Isso porque, para Jarid, o objetivo principal de Heroínas negras brasileiras em 15 cordéis é ocupar o espaço escolar e quebrar o racismo enraizado no ensino, que aparece principalmente na forma de aprender a história do Brasil: excluindo os feitos da população negra e, principalmente, de suas mulheres. “Aprendemos mentiras, como o fato de que os escravos não se revoltavam contra a escravidão, por exemplo. Isso constrói e reforça o racismo”, aponta.
Assim como o conteúdo da coletânea, escrever em formato de cordel também tem a ver com a luta contra o racismo: primeiro, por ser uma mídia acessível, divertida e barata; segundo, por ser uma literatura de luta e resistência. “O cordel veio da tradição do meu povo, do Cariri, do nordeste, e da minha família. Meu avô e meu pai são cordelistas e xilogravadores e eu cresci em contato com isso, lendo, me tornando íntima e admirando”, lembra Jarid. Apesar do sucesso de hoje, a cordelista achava que não teria capacidade de se igualar aos artistas da sua família, pois sentia que escrever era algo para os homens, sobretudo porque suas referências literárias foram quase todas masculinas: “Lia Drummond, Leminski, Ferreira Gullar, Manuel Bandeira, e só tive acesso a obras escritas por mulheres muito tardiamente, quando meu imaginário já estava lotado de homens brancos de meia idade como a imagem do que é ser escritor”, compartilha.

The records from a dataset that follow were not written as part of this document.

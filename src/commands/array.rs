use clap::{Args, Subcommand};
use serde_json::{json, Value};

use helperkit::arrays::{self, SortKey};

use super::{helper_output, parse_value, read_json_input, read_json_list, CmdResult, HelperOutput};

#[derive(Args)]
pub struct ArrayArgs {
    #[command(subcommand)]
    command: ArrayCommand,
}

// INPUT is JSON text, @file, or - for stdin.
#[derive(Subcommand)]
enum ArrayCommand {
    /// Read a value by dot path
    Get {
        input: String,
        path: String,
        /// Returned when the path is missing or null
        #[arg(long)]
        default: Option<String>,
    },
    /// Write a value by dot path and print the updated document
    Set {
        input: String,
        path: String,
        /// JSON literal, or plain text
        value: String,
    },
    /// Remove a value by dot path and print the updated document
    Remove { input: String, path: String },
    /// Group records by a field
    GroupBy { input: String, key: String },
    /// Collapse nested arrays and objects into one level
    Flatten { input: String },
    /// Collect one field from every record
    Pluck { input: String, key: String },
    /// Drop repeated values
    Unique { input: String },
    /// Sort records by one or more fields
    Sort {
        input: String,
        /// field or field:desc, repeatable; earlier keys take priority
        #[arg(long = "by", required = true)]
        by: Vec<String>,
    },
    /// Split into chunks of a given size
    Chunk { input: String, size: usize },
    /// Shuffle elements
    Shuffle { input: String },
    /// Pick random elements
    Random {
        input: String,
        /// Number of distinct elements; one element when omitted
        #[arg(long)]
        count: Option<usize>,
    },
    /// Records whose field equals a value
    Filter {
        input: String,
        key: String,
        /// JSON literal, or plain text
        value: String,
    },
    /// First element (or first object value)
    First { input: String },
    /// Last element (or last object value)
    Last { input: String },
    /// Whether an object has non-sequential keys
    IsAssoc { input: String },
}

pub fn run(args: ArrayArgs) -> CmdResult<HelperOutput> {
    match args.command {
        ArrayCommand::Get {
            input,
            path,
            default,
        } => {
            let root = read_json_input(&input)?;
            let default = default.as_deref().map(parse_value).unwrap_or(Value::Null);
            helper_output("array.get", arrays::dot_get(&root, &path, &default))
        }
        ArrayCommand::Set { input, path, value } => {
            let mut root = read_json_input(&input)?;
            arrays::dot_set(&mut root, &path, parse_value(&value))?;
            helper_output("array.set", root)
        }
        ArrayCommand::Remove { input, path } => {
            let mut root = read_json_input(&input)?;
            let removed = arrays::dot_remove(&mut root, &path);
            helper_output("array.remove", json!({ "removed": removed, "document": root }))
        }
        ArrayCommand::GroupBy { input, key } => {
            let items = read_json_list(&input)?;
            helper_output("array.group-by", arrays::group_by(&items, &key))
        }
        ArrayCommand::Flatten { input } => {
            let root = read_json_input(&input)?;
            helper_output("array.flatten", arrays::flatten(&root))
        }
        ArrayCommand::Pluck { input, key } => {
            let items = read_json_list(&input)?;
            helper_output("array.pluck", arrays::pluck(&items, &key))
        }
        ArrayCommand::Unique { input } => {
            let items = read_json_list(&input)?;
            helper_output("array.unique", arrays::unique(&items))
        }
        ArrayCommand::Sort { input, by } => {
            let items = read_json_list(&input)?;
            let keys = by
                .iter()
                .map(|spec| spec.parse::<SortKey>())
                .collect::<helperkit::Result<Vec<_>>>()?;
            helper_output("array.sort", arrays::sort_by_keys(&items, &keys))
        }
        ArrayCommand::Chunk { input, size } => {
            let items = read_json_list(&input)?;
            helper_output("array.chunk", arrays::chunk(&items, size)?)
        }
        ArrayCommand::Shuffle { input } => {
            let items = read_json_list(&input)?;
            helper_output("array.shuffle", arrays::shuffle(&items))
        }
        ArrayCommand::Random { input, count } => {
            let items = read_json_list(&input)?;
            match count {
                Some(count) => helper_output("array.random", arrays::random_many(&items, count)),
                None => helper_output("array.random", arrays::random_one(&items)),
            }
        }
        ArrayCommand::Filter { input, key, value } => {
            let items = read_json_list(&input)?;
            helper_output(
                "array.filter",
                arrays::filter_by_value(&items, &key, &parse_value(&value)),
            )
        }
        ArrayCommand::First { input } => {
            let root = read_json_input(&input)?;
            helper_output("array.first", arrays::first(&root))
        }
        ArrayCommand::Last { input } => {
            let root = read_json_input(&input)?;
            helper_output("array.last", arrays::last(&root))
        }
        ArrayCommand::IsAssoc { input } => {
            let root = read_json_input(&input)?;
            helper_output(
                "array.is-assoc",
                json!({ "associative": arrays::is_associative(&root) }),
            )
        }
    }
}
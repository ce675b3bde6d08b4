//! Typed arithmetic helpers.
//!
//! Two entry points per operation family: an integer domain (`calculate`,
//! `apply_int`) and a floating-point domain (`calculate_float`,
//! `apply_float`). Each coerces its own operands, so `"10"` is parsed as an
//! integer by one and as a decimal by the other. Division by zero is checked
//! after coercion with exact equality in both domains.

use std::fmt;
use std::str::FromStr;

use rand::Rng;
use serde::Serialize;

use crate::error::{Error, Result};

pub const ALLOWED_OPERATIONS: [&str; 4] = ["sum", "subtract", "multiply", "divide"];

#[derive(Debug, Clone, Copy, PartialEq, Eq)]
pub enum Operator {
    Sum,
    Subtract,
    Multiply,
    Divide,
}

impl Operator {
    pub fn as_str(&self) -> &'static str {
        match self {
            Operator::Sum => "sum",
            Operator::Subtract => "subtract",
            Operator::Multiply => "multiply",
            Operator::Divide => "divide",
        }
    }
}

impl FromStr for Operator {
    type Err = Error;

    fn from_str(s: &str) -> Result<Self> {
        match s {
            "sum" => Ok(Operator::Sum),
            "subtract" => Ok(Operator::Subtract),
            "multiply" => Ok(Operator::Multiply),
            "divide" => Ok(Operator::Divide),
            other => Err(Error::arithmetic_unknown_operator(
                other,
                &ALLOWED_OPERATIONS,
            )),
        }
    }
}

impl fmt::Display for Operator {
    fn fmt(&self, f: &mut fmt::Formatter<'_>) -> fmt::Result {
        f.write_str(self.as_str())
    }
}

/// An arithmetic input before domain coercion.
#[derive(Debug, Clone, PartialEq)]
pub enum Operand {
    Int(i64),
    Float(f64),
    Text(String),
}

impl From<i64> for Operand {
    fn from(value: i64) -> Self {
        Operand::Int(value)
    }
}

impl From<i32> for Operand {
    fn from(value: i32) -> Self {
        Operand::Int(i64::from(value))
    }
}

impl From<f64> for Operand {
    fn from(value: f64) -> Self {
        Operand::Float(value)
    }
}

impl From<&str> for Operand {
    fn from(value: &str) -> Self {
        Operand::Text(value.to_string())
    }
}

impl From<String> for Operand {
    fn from(value: String) -> Self {
        Operand::Text(value)
    }
}

impl fmt::Display for Operand {
    fn fmt(&self, f: &mut fmt::Formatter<'_>) -> fmt::Result {
        match self {
            Operand::Int(n) => write!(f, "{}", n),
            Operand::Float(n) => write!(f, "{}", n),
            Operand::Text(s) => f.write_str(s),
        }
    }
}

impl Operand {
    /// Coerce into the integer domain. Decimal values truncate toward zero.
    pub fn to_int(&self) -> Result<i64> {
        match self {
            Operand::Int(n) => Ok(*n),
            Operand::Float(n) => float_to_int(*n, &self.to_string()),
            Operand::Text(s) => {
                let trimmed = s.trim();
                if let Ok(n) = trimmed.parse::<i64>() {
                    return Ok(n);
                }
                match trimmed.parse::<f64>() {
                    Ok(n) => float_to_int(n, s),
                    Err(_) => Err(not_a_number(s, "integer")),
                }
            }
        }
    }

    /// Coerce into the floating-point domain.
    pub fn to_float(&self) -> Result<f64> {
        let value = match self {
            Operand::Int(n) => *n as f64,
            Operand::Float(n) => *n,
            Operand::Text(s) => s
                .trim()
                .parse::<f64>()
                .map_err(|_| not_a_number(s, "number"))?,
        };

        if value.is_finite() {
            Ok(value)
        } else {
            Err(not_a_number(&self.to_string(), "finite number"))
        }
    }
}

fn float_to_int(value: f64, raw: &str) -> Result<i64> {
    let truncated = value.trunc();
    if !truncated.is_finite() || truncated < i64::MIN as f64 || truncated > i64::MAX as f64 {
        return Err(not_a_number(raw, "integer"));
    }
    Ok(truncated as i64)
}

fn not_a_number(raw: &str, expected: &str) -> Error {
    Error::validation_invalid_argument(
        "operand",
        format!("'{}' is not a valid {}", raw, expected),
        Some(raw.to_string()),
        None,
    )
}

/// Result of an integer-domain operation.
///
/// Inexact division and overflow leave the integer domain and produce `Float`.
#[derive(Debug, Clone, Copy, PartialEq, Serialize)]
#[serde(untagged)]
pub enum Number {
    Int(i64),
    Float(f64),
}

impl Number {
    pub fn as_f64(&self) -> f64 {
        match self {
            Number::Int(n) => *n as f64,
            Number::Float(n) => *n,
        }
    }
}

impl fmt::Display for Number {
    fn fmt(&self, f: &mut fmt::Formatter<'_>) -> fmt::Result {
        match self {
            Number::Int(n) => write!(f, "{}", n),
            Number::Float(n) => write!(f, "{}", n),
        }
    }
}

/// Integer-domain arithmetic on loosely typed operands.
pub fn calculate(
    a: impl Into<Operand>,
    b: impl Into<Operand>,
    operation: &str,
) -> Result<Number> {
    let a = a.into().to_int()?;
    let b = b.into().to_int()?;
    let operator: Operator = operation.parse()?;
    apply_int(a, b, operator)
}

/// Floating-point arithmetic on loosely typed operands.
pub fn calculate_float(
    a: impl Into<Operand>,
    b: impl Into<Operand>,
    operation: &str,
) -> Result<f64> {
    let a = a.into().to_float()?;
    let b = b.into().to_float()?;
    let operator: Operator = operation.parse()?;
    apply_float(a, b, operator)
}

pub fn apply_int(a: i64, b: i64, operator: Operator) -> Result<Number> {
    let widened = || (a as f64, b as f64);

    let result = match operator {
        Operator::Sum => a.checked_add(b).map(Number::Int).unwrap_or_else(|| {
            let (x, y) = widened();
            Number::Float(x + y)
        }),
        Operator::Subtract => a.checked_sub(b).map(Number::Int).unwrap_or_else(|| {
            let (x, y) = widened();
            Number::Float(x - y)
        }),
        Operator::Multiply => a.checked_mul(b).map(Number::Int).unwrap_or_else(|| {
            let (x, y) = widened();
            Number::Float(x * y)
        }),
        Operator::Divide => {
            if b == 0 {
                return Err(Error::arithmetic_division_by_zero(a, b));
            }
            match (a.checked_rem(b), a.checked_div(b)) {
                (Some(0), Some(quotient)) => Number::Int(quotient),
                _ => {
                    let (x, y) = widened();
                    Number::Float(x / y)
                }
            }
        }
    };

    Ok(result)
}

pub fn apply_float(a: f64, b: f64, operator: Operator) -> Result<f64> {
    match operator {
        Operator::Sum => Ok(a + b),
        Operator::Subtract => Ok(a - b),
        Operator::Multiply => Ok(a * b),
        Operator::Divide => {
            if b == 0.0 {
                return Err(Error::arithmetic_division_by_zero(a, b));
            }
            Ok(a / b)
        }
    }
}

/// `amount * percent / 100`, no domain checks.
pub fn percentage(amount: f64, percent: f64) -> f64 {
    amount * percent / 100.0
}

/// Commission on `amount`, optionally rounded half away from zero.
pub fn commission(amount: f64, percent: f64, precision: Option<u32>) -> f64 {
    let value = percentage(amount, percent);
    match precision {
        Some(digits) => round_to(value, digits),
        None => value,
    }
}

/// Round half away from zero to `digits` decimal places.
pub fn round_to(value: f64, digits: u32) -> f64 {
    let factor = 10f64.powi(digits as i32);
    (value * factor).round() / factor
}

/// Format with a fixed number of decimals and a thousands separator.
pub fn format_number(number: f64, decimals: u32, dec_point: &str, thousands_sep: &str) -> String {
    let rounded = round_to(number, decimals);
    let formatted = format!("{:.*}", decimals as usize, rounded.abs());

    let (int_part, frac_part) = match formatted.split_once('.') {
        Some((int_part, frac_part)) => (int_part, Some(frac_part)),
        None => (formatted.as_str(), None),
    };

    let digits: Vec<char> = int_part.chars().collect();
    let mut grouped = String::new();
    for (i, digit) in digits.iter().enumerate() {
        if i > 0 && (digits.len() - i) % 3 == 0 {
            grouped.push_str(thousands_sep);
        }
        grouped.push(*digit);
    }

    let mut out = String::new();
    let is_zero = formatted.chars().all(|c| c == '0' || c == '.');
    if rounded < 0.0 && !is_zero {
        out.push('-');
    }
    out.push_str(&grouped);
    if let Some(frac) = frac_part {
        out.push_str(dec_point);
        out.push_str(frac);
    }
    out
}

/// Uniform integer in `[min, max]`.
pub fn random_int(min: i64, max: i64) -> Result<i64> {
    if min > max {
        return Err(Error::validation_invalid_argument(
            "range",
            format!("min ({}) must not exceed max ({})", min, max),
            None,
            None,
        ));
    }
    Ok(rand::rng().random_range(min..=max))
}

/// Uniform float between `min` and `max`.
pub fn random_float(min: f64, max: f64) -> f64 {
    let unit: f64 = rand::rng().random();
    min + unit * (max - min)
}

#[cfg(test)]
mod tests {
    use super::*;
    use crate::error::ErrorCode;

    #[test]
    fn calculate_basic_operations() {
        assert_eq!(calculate(5, 3, "sum").unwrap(), Number::Int(8));
        assert_eq!(calculate(5, 3, "subtract").unwrap(), Number::Int(2));
        assert_eq!(calculate(5, 3, "multiply").unwrap(), Number::Int(15));
        assert_eq!(calculate(10, 2, "divide").unwrap(), Number::Int(5));
    }

    #[test]
    fn calculate_divide_by_zero_fails() {
        let err = calculate(10, 0, "divide").unwrap_err();
        assert_eq!(err.code, ErrorCode::ArithmeticDivisionByZero);
        assert_eq!(err.message, "Division by zero is not allowed.");
    }

    #[test]
    fn calculate_unknown_operator_fails() {
        let err = calculate(10, 5, "invalid").unwrap_err();
        assert_eq!(err.code, ErrorCode::ArithmeticUnknownOperator);
        assert_eq!(err.details["operator"], "invalid");
        assert_eq!(err.details["allowed"].as_array().unwrap().len(), 4);
    }

    #[test]
    fn integer_domain_parses_text() {
        assert_eq!(calculate("10", "3", "sum").unwrap(), Number::Int(13));
        assert_eq!(calculate(" 7 ", "2.9", "multiply").unwrap(), Number::Int(14));
    }

    #[test]
    fn float_domain_parses_text_as_decimal() {
        assert_eq!(calculate_float("10", "4", "divide").unwrap(), 2.5);
        assert_eq!(calculate_float("1.5", "2.5", "sum").unwrap(), 4.0);
    }

    #[test]
    fn zero_check_happens_after_coercion() {
        let err = calculate(10, "0.4", "divide").unwrap_err();
        assert_eq!(err.code, ErrorCode::ArithmeticDivisionByZero);

        assert!(calculate_float(10, "0.4", "divide").is_ok());
        let err = calculate_float(1.0, -0.0, "divide").unwrap_err();
        assert_eq!(err.code, ErrorCode::ArithmeticDivisionByZero);
    }

    #[test]
    fn inexact_integer_division_becomes_float() {
        match calculate(10, 4, "divide").unwrap() {
            Number::Float(n) => assert_eq!(n, 2.5),
            other => panic!("expected float, got {:?}", other),
        }
    }

    #[test]
    fn overflow_promotes_to_float() {
        let result = apply_int(i64::MAX, 1, Operator::Sum).unwrap();
        assert!(matches!(result, Number::Float(_)));
        let result = apply_int(i64::MIN, -1, Operator::Divide).unwrap();
        assert!(matches!(result, Number::Float(_)));
    }

    #[test]
    fn garbage_text_is_invalid_argument() {
        let err = calculate("ten", 1, "sum").unwrap_err();
        assert_eq!(err.code, ErrorCode::ValidationInvalidArgument);
        let err = calculate_float("NaN", 1, "sum").unwrap_err();
        assert_eq!(err.code, ErrorCode::ValidationInvalidArgument);
    }

    #[test]
    fn percentage_and_commission() {
        assert_eq!(percentage(1000.0, 25.0), 250.0);
        assert_eq!(commission(1000.0, 15.0, None), 150.0);
        assert_eq!(commission(10.0, 33.333, Some(2)), 3.33);
    }

    #[test]
    fn format_number_groups_thousands() {
        assert_eq!(format_number(1234567.891, 2, ".", ","), "1,234,567.89");
        assert_eq!(format_number(-1234.5, 0, ".", " "), "-1 235");
        assert_eq!(format_number(999.999, 2, ",", "."), "1.000,00");
        assert_eq!(format_number(-0.001, 2, ".", ","), "0.00");
    }

    #[test]
    fn random_int_respects_bounds() {
        for _ in 0..100 {
            let n = random_int(-3, 3).unwrap();
            assert!((-3..=3).contains(&n));
        }
        assert!(random_int(5, 1).is_err());
        assert_eq!(random_int(4, 4).unwrap(), 4);
    }

    #[test]
    fn random_float_respects_bounds() {
        for _ in 0..100 {
            let n = random_float(1.0, 2.0);
            assert!((1.0..=2.0).contains(&n));
        }
    }
}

Aos poucos, porém, Jarid conseguiu quebrar esta lógica: em suas pesquisas, ela descobriu escritoras mulheres e mudou sua forma de encarar a literatura. Foi durante essa busca que ela decidiu desenvolver a literatura de cordel, tanto para dar continuidade à sua tradição familiar quanto para trazer uma abordagem nova, com protagonistas femininas – que, geralmente, não se vê nos cordéis. Hoje, Jarid gosta de dizer que Maria Firmina dos Reis e Carolina Maria de Jesus foram suas mentoras, por terem sido escritoras que romperam tantos padrões, dificuldades e sabotagens sociais. “São mulheres que me inspiram a continuar escrevendo e publicando apesar das vergonhas praticadas pelo mercado editorial e pelos eventos literários”, diz a autora, referindo-se à dificuldade de ser uma autora negra e mulher no mercado editorial brasileiro.
Essa dificuldade não existe apenas na literatura: as mulheres negras são a fatia da população mais frequentemente exposta aos subempregos, à prostituição e ao feminicídio. É por isso que Jarid queria publicar Heroínas negras brasileiras em 15 cordéis o quanto antes: “Essas histórias são fonte de coragem para insistir em construir uma realidade mais justa, com equidade e respeito. Já passou, e muito, da hora de conhecermos e falarmos dessas heroínas. Precisamos espalhá-las por aí, mostrar que mulheres negras fizeram grandes coisas no Brasil e no mundo, que os direitos que temos hoje – e que estão sob tamanha ameaça – também foram conquistados por mulheres como essas heroínas, que deram suas vidas em tantos casos”.